_TO DO_
Output each record exactly, with nothing omitted.

*** Opening of DATA IN THIS EXERCISE ***

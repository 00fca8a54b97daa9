//! Shared tracker state for hosts that command and sample from different tasks

use std::{
    sync::{Mutex, MutexGuard},
    time::Duration,
};
use chrono::{DateTime, Utc};
use tokio::sync::{broadcast, watch};
use tracing::{info, warn};

use super::ElapsedTimeTracker;
use crate::control::StatusSnapshot;

/// Last command name and the wall-clock time it was applied
type LastCommand = (Option<String>, Option<DateTime<Utc>>);

/// Tracker behind a mutex, with last-command tracking and change notifications
#[derive(Debug)]
pub struct SharedTracker {
    tracker: Mutex<ElapsedTimeTracker>,
    last_command: Mutex<LastCommand>,
    /// Fires once per applied command so the display can refresh immediately
    pub state_change_tx: broadcast::Sender<StatusSnapshot>,
    /// Latest snapshot after a command
    pub snapshot_tx: watch::Sender<StatusSnapshot>,
    /// Keep the receiver alive to prevent channel closure
    _snapshot_rx: watch::Receiver<StatusSnapshot>,
}

impl SharedTracker {
    /// Create a shared tracker around a fresh, stopped tracker
    pub fn new() -> Self {
        Self::with_tracker(ElapsedTimeTracker::new())
    }

    /// Wrap an existing tracker
    pub fn with_tracker(tracker: ElapsedTimeTracker) -> Self {
        let (state_change_tx, _) = broadcast::channel(64);
        let (snapshot_tx, snapshot_rx) = watch::channel(StatusSnapshot::idle());

        Self {
            tracker: Mutex::new(tracker),
            last_command: Mutex::new((None, None)),
            state_change_tx,
            snapshot_tx,
            _snapshot_rx: snapshot_rx,
        }
    }

    fn lock_tracker(&self) -> Result<MutexGuard<'_, ElapsedTimeTracker>, String> {
        self.tracker.lock()
            .map_err(|e| format!("Failed to lock tracker: {}", e))
    }

    /// Apply a mutation under the lock, record it and notify listeners
    pub fn update<F>(&self, command: &str, updater: F) -> Result<StatusSnapshot, String>
    where
        F: FnOnce(&mut ElapsedTimeTracker),
    {
        let mut tracker = self.lock_tracker()?;
        updater(&mut *tracker);
        let running = tracker.is_running();
        let elapsed = tracker.sample();
        drop(tracker);

        Ok(self.record(command, running, elapsed))
    }

    /// Update last-command tracking and publish the resulting snapshot
    fn record(&self, command: &str, running: bool, elapsed: Duration) -> StatusSnapshot {
        let now = Utc::now();
        if let Ok(mut last) = self.last_command.lock() {
            *last = (Some(command.to_string()), Some(now));
        }

        let snapshot = StatusSnapshot::new(running, elapsed, Some(command.to_string()), Some(now));
        self.publish(snapshot.clone());
        snapshot
    }

    fn publish(&self, snapshot: StatusSnapshot) {
        // No subscribers is normal when running headless
        if self.state_change_tx.receiver_count() > 0 {
            if let Err(e) = self.state_change_tx.send(snapshot.clone()) {
                warn!("Failed to send state change notification: {}", e);
            }
        }
        if let Err(e) = self.snapshot_tx.send(snapshot) {
            warn!("Failed to send snapshot update: {}", e);
        }
    }

    /// Start the stopwatch
    pub fn start(&self) -> Result<StatusSnapshot, String> {
        info!("Starting stopwatch");
        self.update("start", |tracker| tracker.start())
    }

    /// Stop the stopwatch
    pub fn stop(&self) -> Result<StatusSnapshot, String> {
        info!("Stopping stopwatch");
        self.update("stop", |tracker| tracker.stop())
    }

    /// Toggle between running and stopped
    pub fn toggle(&self) -> Result<StatusSnapshot, String> {
        let snapshot = self.update("toggle", |tracker| {
            tracker.toggle();
        })?;
        info!("Stopwatch toggled, running={}", snapshot.running);
        Ok(snapshot)
    }

    /// Reset the stopwatch to zero
    pub fn reset(&self) -> Result<StatusSnapshot, String> {
        info!("Resetting stopwatch");
        self.update("reset", |tracker| tracker.reset())
    }

    /// Replace the accumulated base. Rejected while running; nothing changes then.
    pub fn seed(&self, base: Duration) -> Result<StatusSnapshot, String> {
        let mut tracker = self.lock_tracker()?;
        if !tracker.seed(base) {
            return Err("Cannot seed the stopwatch while it is running".to_string());
        }
        let elapsed = tracker.sample();
        drop(tracker);

        let snapshot = self.record("seed", false, elapsed);
        info!("Stopwatch seeded with {}", snapshot.display);
        Ok(snapshot)
    }

    /// Current elapsed time
    pub fn sample(&self) -> Result<Duration, String> {
        self.lock_tracker().map(|tracker| tracker.sample())
    }

    /// Check if the stopwatch is running
    pub fn is_running(&self) -> Result<bool, String> {
        self.lock_tracker().map(|tracker| tracker.is_running())
    }

    /// Sample into a snapshot without recording a command
    pub fn snapshot(&self) -> Result<StatusSnapshot, String> {
        let (running, elapsed) = {
            let tracker = self.lock_tracker()?;
            (tracker.is_running(), tracker.sample())
        };
        let (last_command, last_command_time) = self.get_last_command();
        Ok(StatusSnapshot::new(running, elapsed, last_command, last_command_time))
    }

    /// Get last command information
    pub fn get_last_command(&self) -> LastCommand {
        self.last_command.lock()
            .map(|last| last.clone())
            .unwrap_or((None, None))
    }

    /// Subscribe to per-command change notifications
    pub fn subscribe(&self) -> broadcast::Receiver<StatusSnapshot> {
        self.state_change_tx.subscribe()
    }
}

impl Default for SharedTracker {
    fn default() -> Self {
        Self::new()
    }
}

*** Close of DATA IN THIS EXERCISE ***

_ANSWER BOX_
repository 00fca8a54b97daa9
//! Shared tracker state for hosts that command and sample from different tasks

use std::{
    sync::{Mutex, MutexGuard},
    time::Duration,
};
use chrono::{DateTime, Utc};
use tokio::sync::{broadcast, watch};
use tracing::{info, warn};

use super::ElapsedTimeTracker;
use crate::control::StatusSnapshot;

/// Last command name and the wall-clock time it was applied
type LastCommand = (Option<String>, Option<DateTime<Utc>>);

/// Tracker behind a mutex, with last-command tracking and change notifications
#[derive(Debug)]
pub struct SharedTracker {
    tracker: Mutex<ElapsedTimeTracker>,
    last_command: Mutex<LastCommand>,
    /// Fires once per applied command so the display can refresh immediately
    pub state_change_tx: broadcast::Sender<StatusSnapshot>,
    /// Latest snapshot after a command
    pub snapshot_tx: watch::Sender<StatusSnapshot>,
    /// Keep the receiver alive to prevent channel closure
    _snapshot_rx: watch::Receiver<StatusSnapshot>,
}

impl SharedTracker {
    /// Create a shared tracker around a fresh, stopped tracker
    pub fn new() -> Self {
        Self::with_tracker(ElapsedTimeTracker::new())
    }

    /// Wrap an existing tracker
    pub fn with_tracker(tracker: ElapsedTimeTracker) -> Self {
        let (state_change_tx, _) = broadcast::channel(64);
        let (snapshot_tx, snapshot_rx) = watch::channel(StatusSnapshot::idle());

        Self {
            tracker: Mutex::new(tracker),
            last_command: Mutex::new((None, None)),
            state_change_tx,
            snapshot_tx,
            _snapshot_rx: snapshot_rx,
        }
    }

    fn lock_tracker(&self) -> Result<MutexGuard<'_, ElapsedTimeTracker>, String> {
        self.tracker.lock()
            .map_err(|e| format!("Failed to lock tracker: {}", e))
    }

    /// Apply a mutation under the lock, record it and notify listeners
    pub fn update<F>(&self, command: &str, updater: F) -> Result<StatusSnapshot, String>
    where
        F: FnOnce(&mut ElapsedTimeTracker),
    {
        let mut tracker = self.lock_tracker()?;
        updater(&mut *tracker);
        let running = tracker.is_running();
        let elapsed = tracker.sample();
        drop(tracker);

        Ok(self.record(command, running, elapsed))
    }

    /// Update last-command tracking and publish the resulting snapshot
    fn record(&self, command: &str, running: bool, elapsed: Duration) -> StatusSnapshot {
        let now = Utc::now();
        if let Ok(mut last) = self.last_command.lock() {
            *last = (Some(command.to_string()), Some(now));
        }

        let snapshot = StatusSnapshot::new(running, elapsed, Some(command.to_string()), Some(now));
        self.publish(snapshot.clone());
        snapshot
    }

    fn publish(&self, snapshot: StatusSnapshot) {
        // No subscribers is normal when running headless
        if self.state_change_tx.receiver_count() > 0 {
            if let Err(e) = self.state_change_tx.send(snapshot.clone()) {
                warn!("Failed to send state change notification: {}", e);
            }
        }
        if let Err(e) = self.snapshot_tx.send(snapshot) {
            warn!("Failed to send snapshot update: {}", e);
        }
    }

    /// Start the stopwatch
    pub fn start(&self) -> Result<StatusSnapshot, String> {
        info!("Starting stopwatch");
        self.update("start", |tracker| tracker.start())
    }

    /// Stop the stopwatch
    pub fn stop(&self) -> Result<StatusSnapshot, String> {
        info!("Stopping stopwatch");
        self.update("stop", |tracker| tracker.stop())
    }

    /// Toggle between running and stopped
    pub fn toggle(&self) -> Result<StatusSnapshot, String> {
        let snapshot = self.update("toggle", |tracker| {
            tracker.toggle();
        })?;
        info!("Stopwatch toggled, running={}", snapshot.running);
        Ok(snapshot)
    }

    /// Reset the stopwatch to zero
    pub fn reset(&self) -> Result<StatusSnapshot, String> {
        info!("Resetting stopwatch");
        self.update("reset", |tracker| tracker.reset())
    }

    /// Replace the accumulated base. Rejected while running; nothing changes then.
    pub fn seed(&self, base: Duration) -> Result<StatusSnapshot, String> {
        let mut tracker = self.lock_tracker()?;
        if !tracker.seed(base) {
            return Err("Cannot seed the stopwatch while it is running".to_string());
        }
        let elapsed = tracker.sample();
        drop(tracker);

        let snapshot = self.record("seed", false, elapsed);
        info!("Stopwatch seeded with {}", snapshot.display);
        Ok(snapshot)
    }

    /// Current elapsed time
    pub fn sample(&self) -> Result<Duration, String> {
        self.lock_tracker().map(|tracker| tracker.sample())
    }

    /// Check if the stopwatch is running
    pub fn is_running(&self) -> Result<bool, String> {
        self.lock_tracker().map(|tracker| tracker.is_running())
    }

    /// Sample into a snapshot without recording a command
    pub fn snapshot(&self) -> Result<StatusSnapshot, String> {
        let (running, elapsed) = {
            let tracker = self.lock_tracker()?;
            (tracker.is_running(), tracker.sample())
        };
        let (last_command, last_command_time) = self.get_last_command();
        Ok(StatusSnapshot::new(running, elapsed, last_command, last_command_time))
    }

    /// Get last command information
    pub fn get_last_command(&self) -> LastCommand {
        self.last_command.lock()
            .map(|last| last.clone())
            .unwrap_or((None, None))
    }

    /// Subscribe to per-command change notifications
    pub fn subscribe(&self) -> broadcast::Receiver<StatusSnapshot> {
        self.state_change_tx.subscribe()
    }
}

impl Default for SharedTracker {
    fn default() -> Self {
        Self::new()
    }
}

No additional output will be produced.